The availability of iconic British foods could be drastically reduced according to an independent report released today by farm business consultants Andersons.

The report, commissioned by the NFU, AIC and CPA1, looked at the economic impact of plant protection products (PPPs) on UK agriculture and the wider economy. It found that the production of apples, fresh carrots and frozen peas in the UK is under threat as a result of loss or restricted use of active ingredients2 in PPPs which safeguard healthy growth.

The implications for the control of weeds, disease and pests in key UK crops would also have an impact on the Gross Value Added (GVA) of UK agriculture, including horticulture, which would fall by £1.6billion a year3. Andersons’ assessment of job losses in agricultural wholesale, the supply chain and the wider food and drink industry revealed up to 44,000 jobs could be lost if these active ingredients were no longer available.

The report also found that the UK’s farming profit would drop by 36 per cent from current levels, resulting in structural readjustment in the farming industry4.

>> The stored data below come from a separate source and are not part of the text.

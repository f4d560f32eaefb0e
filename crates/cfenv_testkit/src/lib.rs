//! # cfenv Testkit
//!
//! Test utilities for cfenv.
//!
//! This crate provides:
//! - Scripted HTTP clients for transport tests
//! - An in-memory Workers KV API for end-to-end client tests
//! - Seeded store fixtures with correct or corrupted metadata
//! - Property-based test generators using proptest
//! - Cross-language checksum test vectors
//!
//! ## Usage
//!
//! ```rust,ignore
//! use cfenv_testkit::prelude::*;
//!
//! #[test]
//! fn fetches_published_entries() {
//!     let fixture = EnvFixture::new();
//!     fixture.publish(&[("A", "1")]);
//!     let snapshot = fixture.fetcher().fetch_flat_env().unwrap();
//!     assert_eq!(snapshot.get("A"), Some("1"));
//! }
//! ```

#![deny(unsafe_code)]
#![warn(missing_docs)]

pub mod fixtures;
pub mod generators;
pub mod http;
pub mod vectors;

/// Prelude module for convenient imports
pub mod prelude {
    pub use crate::fixtures::*;
    pub use crate::generators::*;
    pub use crate::http::*;
    pub use crate::vectors::*;
}

pub use fixtures::*;
pub use generators::*;
pub use http::*;
pub use vectors::*;
//! History command implementation.

use cfenv_sync::{CfenvClient, History, HttpClient};

/// Renders history the way the publisher prints it.
pub fn render(history: &History) -> String {
    match history {
        History::Flat(None) => "No flat metadata found.\n".to_string(),
        History::Flat(Some(metadata)) => format!(
            "mode=flat | updatedAt={} | updatedBy={} | entries={} | checksum={}\n",
            metadata.updated_at,
            metadata.updated_by.as_deref().unwrap_or("unknown"),
            metadata.entries_count,
            metadata.checksum
        ),
        History::Versions(ids) if ids.is_empty() => "No versions found.\n".to_string(),
        History::Versions(ids) => ids.iter().map(|id| format!("{id}\n")).collect(),
    }
}

/// Runs the history command.
pub fn run<C: HttpClient>(
    client: &CfenvClient<C>,
    limit: usize,
) -> Result<(), Box<dyn std::error::Error>> {
    print!("{}", render(&client.history(limit)?));
    Ok(())
}

#[cfg(test)]
mod tests {
    use super::*;
    use cfenv_sync::FlatMetadata;
    use cfenv_testkit::EnvFixture;

    #[test]
    fn renders_flat_metadata() {
        assert_eq!(render(&History::Flat(None)), "No flat metadata found.\n");

        let metadata = FlatMetadata {
            checksum: "abc".into(),
            updated_at: "2026-01-01T00:00:00.000Z".into(),
            updated_by: None,
            entries_count: 2,
        };
        assert_eq!(
            render(&History::Flat(Some(metadata))),
            "mode=flat | updatedAt=2026-01-01T00:00:00.000Z | updatedBy=unknown | entries=2 \
             | checksum=abc\n"
        );
    }

    #[test]
    fn lists_versions_newest_first() {
        let fixture = EnvFixture::snapshot_mode();
        assert_eq!(
            render(&fixture.client().history(20).unwrap()),
            "No versions found.\n"
        );

        fixture.publish_version("20260101000000000-aaaaaaaa", &[]);
        fixture.publish_version("20260103000000000-cccccccc", &[]);
        fixture.publish_version("20260102000000000-bbbbbbbb", &[]);
        assert_eq!(
            render(&fixture.client().history(2).unwrap()),
            "20260103000000000-cccccccc\n20260102000000000-bbbbbbbb\n"
        );
    }
}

NFU vice president, Guy Smith said: “We have been warning that in the lifetime of the current European Parliament, we would face significant threats to PPPs. This important and timely report has confirmed and added clarity to the negative impacts that losses and restrictions on PPPs would have on UK food production, on farm and throughout the supply chain.

“It is absolutely essential that farmers have regulation that is risk-based and that it follows sound science to ensure the farming sector keeps growing and contributing to the £97billion UK food and drink industry. For this to happen we need government at both UK and EU level to put British food production at the heart of policy-making across all government departments.”

Nick von Westenholz, CPA chief executive officer, said: “It provides a clear picture of the implications of the flawed system that governs pesticide use in the EU.

“Hopefully European policy-makers will now realise how imperative it is to make a proper assessment of risk and impact when they take decisions affecting food production, and to make sure they foster rather than stifle innovation. If not, farmers can no longer expect to benefit from increasingly targeted and effective crop protection products as industry diverts investment away from Europe.”

David Hutchinson, AIC Strategy Group member, said: “This report highlights the serious effects of policy and regulatory decisions that are not based on sound science. Any crop protection product should be assessed in the wider context of a food production strategy, so that agronomists have at their disposal both cultural controls and a range of chemistry to help farmers and growers sustain UK food production.

“A big concern is that the current EU policy making and regulatory systems are heavily influenced by political considerations and sound science often comes second in assessing agricultural technologies – old and new. In the meantime farming and the wider economy of our food industry will continue to suffer and be placed at an ever increasing competitive disadvantage to those countries outside the EU.”